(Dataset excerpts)
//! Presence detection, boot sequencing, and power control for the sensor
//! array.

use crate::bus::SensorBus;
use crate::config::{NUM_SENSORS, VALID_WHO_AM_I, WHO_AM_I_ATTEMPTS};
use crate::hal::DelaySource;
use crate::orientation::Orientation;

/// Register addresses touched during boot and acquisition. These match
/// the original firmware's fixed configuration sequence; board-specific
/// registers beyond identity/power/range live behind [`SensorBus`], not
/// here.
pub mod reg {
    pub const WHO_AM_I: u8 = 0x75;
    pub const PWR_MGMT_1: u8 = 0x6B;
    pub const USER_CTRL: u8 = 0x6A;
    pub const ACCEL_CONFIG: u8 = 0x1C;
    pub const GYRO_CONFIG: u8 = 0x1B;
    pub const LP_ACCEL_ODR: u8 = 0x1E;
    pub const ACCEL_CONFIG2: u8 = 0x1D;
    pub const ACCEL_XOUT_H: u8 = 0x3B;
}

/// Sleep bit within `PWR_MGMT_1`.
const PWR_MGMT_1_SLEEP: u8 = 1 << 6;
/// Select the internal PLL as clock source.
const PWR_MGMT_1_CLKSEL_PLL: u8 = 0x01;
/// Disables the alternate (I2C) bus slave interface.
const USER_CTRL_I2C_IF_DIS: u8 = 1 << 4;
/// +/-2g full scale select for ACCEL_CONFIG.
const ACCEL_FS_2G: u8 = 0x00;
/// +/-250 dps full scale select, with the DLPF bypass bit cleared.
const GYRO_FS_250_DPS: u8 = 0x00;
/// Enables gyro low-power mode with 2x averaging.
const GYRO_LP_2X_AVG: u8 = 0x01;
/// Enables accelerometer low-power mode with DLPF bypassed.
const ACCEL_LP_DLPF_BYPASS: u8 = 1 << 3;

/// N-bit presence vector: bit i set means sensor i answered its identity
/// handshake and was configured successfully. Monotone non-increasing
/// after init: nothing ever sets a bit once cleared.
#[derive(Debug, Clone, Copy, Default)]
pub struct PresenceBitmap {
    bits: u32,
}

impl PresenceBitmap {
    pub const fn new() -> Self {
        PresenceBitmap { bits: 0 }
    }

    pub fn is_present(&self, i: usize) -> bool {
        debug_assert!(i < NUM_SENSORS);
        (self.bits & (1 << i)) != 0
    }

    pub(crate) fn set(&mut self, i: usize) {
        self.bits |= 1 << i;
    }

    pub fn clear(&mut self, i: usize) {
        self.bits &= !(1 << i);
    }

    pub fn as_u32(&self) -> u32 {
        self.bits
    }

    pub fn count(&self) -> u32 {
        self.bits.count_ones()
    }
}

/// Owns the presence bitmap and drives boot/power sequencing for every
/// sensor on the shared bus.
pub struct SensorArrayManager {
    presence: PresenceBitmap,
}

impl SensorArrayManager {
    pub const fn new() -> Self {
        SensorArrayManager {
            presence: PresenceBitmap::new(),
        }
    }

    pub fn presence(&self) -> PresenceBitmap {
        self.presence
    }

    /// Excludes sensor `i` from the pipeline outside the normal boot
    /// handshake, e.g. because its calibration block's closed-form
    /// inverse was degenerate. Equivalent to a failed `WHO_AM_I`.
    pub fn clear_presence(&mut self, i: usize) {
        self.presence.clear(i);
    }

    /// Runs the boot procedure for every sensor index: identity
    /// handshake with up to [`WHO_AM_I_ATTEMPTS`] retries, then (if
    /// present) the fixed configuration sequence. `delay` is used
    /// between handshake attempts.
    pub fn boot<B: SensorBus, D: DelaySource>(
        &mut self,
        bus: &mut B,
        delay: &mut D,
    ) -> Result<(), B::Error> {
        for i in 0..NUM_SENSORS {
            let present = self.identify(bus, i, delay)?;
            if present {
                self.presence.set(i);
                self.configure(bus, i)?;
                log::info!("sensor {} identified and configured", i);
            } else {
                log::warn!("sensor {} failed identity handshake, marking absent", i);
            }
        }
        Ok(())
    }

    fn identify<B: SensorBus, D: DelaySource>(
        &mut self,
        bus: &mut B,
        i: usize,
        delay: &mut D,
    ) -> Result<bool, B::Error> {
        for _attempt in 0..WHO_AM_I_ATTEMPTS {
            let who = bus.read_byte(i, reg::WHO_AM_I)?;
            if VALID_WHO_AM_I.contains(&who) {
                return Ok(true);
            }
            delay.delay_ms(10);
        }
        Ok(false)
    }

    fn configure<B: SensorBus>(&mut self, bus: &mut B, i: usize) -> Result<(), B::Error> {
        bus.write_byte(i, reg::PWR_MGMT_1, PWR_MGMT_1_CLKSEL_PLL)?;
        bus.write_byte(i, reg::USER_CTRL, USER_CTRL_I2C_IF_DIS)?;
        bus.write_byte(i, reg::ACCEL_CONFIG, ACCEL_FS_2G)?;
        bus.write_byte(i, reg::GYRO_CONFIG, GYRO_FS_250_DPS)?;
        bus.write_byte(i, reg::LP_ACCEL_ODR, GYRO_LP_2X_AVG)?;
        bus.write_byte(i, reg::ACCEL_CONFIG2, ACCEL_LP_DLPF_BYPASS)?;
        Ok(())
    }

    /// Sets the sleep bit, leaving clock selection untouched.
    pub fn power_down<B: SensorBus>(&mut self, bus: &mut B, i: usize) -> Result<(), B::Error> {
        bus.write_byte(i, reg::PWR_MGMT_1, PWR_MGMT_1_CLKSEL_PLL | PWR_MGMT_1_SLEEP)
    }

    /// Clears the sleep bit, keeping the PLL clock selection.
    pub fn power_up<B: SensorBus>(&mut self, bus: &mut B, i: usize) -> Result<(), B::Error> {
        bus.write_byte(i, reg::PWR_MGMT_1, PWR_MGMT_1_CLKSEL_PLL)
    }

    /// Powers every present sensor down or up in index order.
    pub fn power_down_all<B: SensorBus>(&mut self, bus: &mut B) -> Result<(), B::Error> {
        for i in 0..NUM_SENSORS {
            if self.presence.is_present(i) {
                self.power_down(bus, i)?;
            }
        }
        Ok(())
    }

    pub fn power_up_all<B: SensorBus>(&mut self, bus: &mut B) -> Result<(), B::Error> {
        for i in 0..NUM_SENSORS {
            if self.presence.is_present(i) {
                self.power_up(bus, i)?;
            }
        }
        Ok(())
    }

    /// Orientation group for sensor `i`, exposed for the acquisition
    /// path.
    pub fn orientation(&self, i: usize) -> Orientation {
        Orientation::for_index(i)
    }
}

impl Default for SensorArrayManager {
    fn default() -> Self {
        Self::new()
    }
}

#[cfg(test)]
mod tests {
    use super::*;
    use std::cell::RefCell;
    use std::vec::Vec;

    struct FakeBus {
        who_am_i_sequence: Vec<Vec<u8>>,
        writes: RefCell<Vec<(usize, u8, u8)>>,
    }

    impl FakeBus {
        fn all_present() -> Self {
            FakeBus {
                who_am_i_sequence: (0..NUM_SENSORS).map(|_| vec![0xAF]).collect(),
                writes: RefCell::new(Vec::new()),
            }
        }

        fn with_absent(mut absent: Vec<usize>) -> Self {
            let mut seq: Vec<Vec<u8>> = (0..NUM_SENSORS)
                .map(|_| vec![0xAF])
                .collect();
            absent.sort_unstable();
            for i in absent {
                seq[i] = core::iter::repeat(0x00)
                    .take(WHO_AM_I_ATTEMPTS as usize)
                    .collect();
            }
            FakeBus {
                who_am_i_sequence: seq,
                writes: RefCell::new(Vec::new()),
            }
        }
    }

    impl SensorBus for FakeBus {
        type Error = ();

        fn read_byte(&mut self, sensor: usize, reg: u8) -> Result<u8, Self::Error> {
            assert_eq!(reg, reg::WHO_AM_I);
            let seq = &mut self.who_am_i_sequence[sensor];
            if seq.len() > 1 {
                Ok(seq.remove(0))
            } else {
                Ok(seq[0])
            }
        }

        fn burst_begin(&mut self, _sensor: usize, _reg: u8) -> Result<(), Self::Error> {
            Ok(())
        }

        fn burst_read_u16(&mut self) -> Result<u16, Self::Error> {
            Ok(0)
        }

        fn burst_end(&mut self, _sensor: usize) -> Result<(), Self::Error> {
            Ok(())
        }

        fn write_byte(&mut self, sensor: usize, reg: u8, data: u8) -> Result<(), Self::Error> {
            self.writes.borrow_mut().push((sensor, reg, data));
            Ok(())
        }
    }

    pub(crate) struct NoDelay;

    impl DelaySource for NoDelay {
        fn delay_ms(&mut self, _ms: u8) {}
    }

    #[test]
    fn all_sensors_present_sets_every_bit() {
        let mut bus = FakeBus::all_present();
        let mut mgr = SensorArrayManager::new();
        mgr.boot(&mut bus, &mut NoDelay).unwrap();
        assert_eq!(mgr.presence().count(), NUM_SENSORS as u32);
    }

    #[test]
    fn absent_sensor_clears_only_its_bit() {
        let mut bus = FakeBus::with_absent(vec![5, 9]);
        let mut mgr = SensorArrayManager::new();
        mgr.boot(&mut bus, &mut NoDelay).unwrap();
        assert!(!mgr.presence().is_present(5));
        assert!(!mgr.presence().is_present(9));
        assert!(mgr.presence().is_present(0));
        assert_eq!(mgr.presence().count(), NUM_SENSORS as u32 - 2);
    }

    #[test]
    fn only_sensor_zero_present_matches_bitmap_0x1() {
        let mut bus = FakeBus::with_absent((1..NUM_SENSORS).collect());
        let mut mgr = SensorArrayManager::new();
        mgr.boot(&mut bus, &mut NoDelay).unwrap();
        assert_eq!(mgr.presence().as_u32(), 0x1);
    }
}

> REQUIRED ACTION: The first line of the entries above marks where to begin; repeat each line exactly through the one that contains "configuration sequence; board-specific", and include that line.

> PROBLEM SOLUTION:
//! Presence detection, boot sequencing, and power control for the sensor
//! array.

use crate::bus::SensorBus;
use crate::config::{NUM_SENSORS, VALID_WHO_AM_I, WHO_AM_I_ATTEMPTS};
use crate::hal::DelaySource;
use crate::orientation::Orientation;

/// Register addresses touched during boot and acquisition. These match
/// the original firmware's fixed configuration sequence; board-specific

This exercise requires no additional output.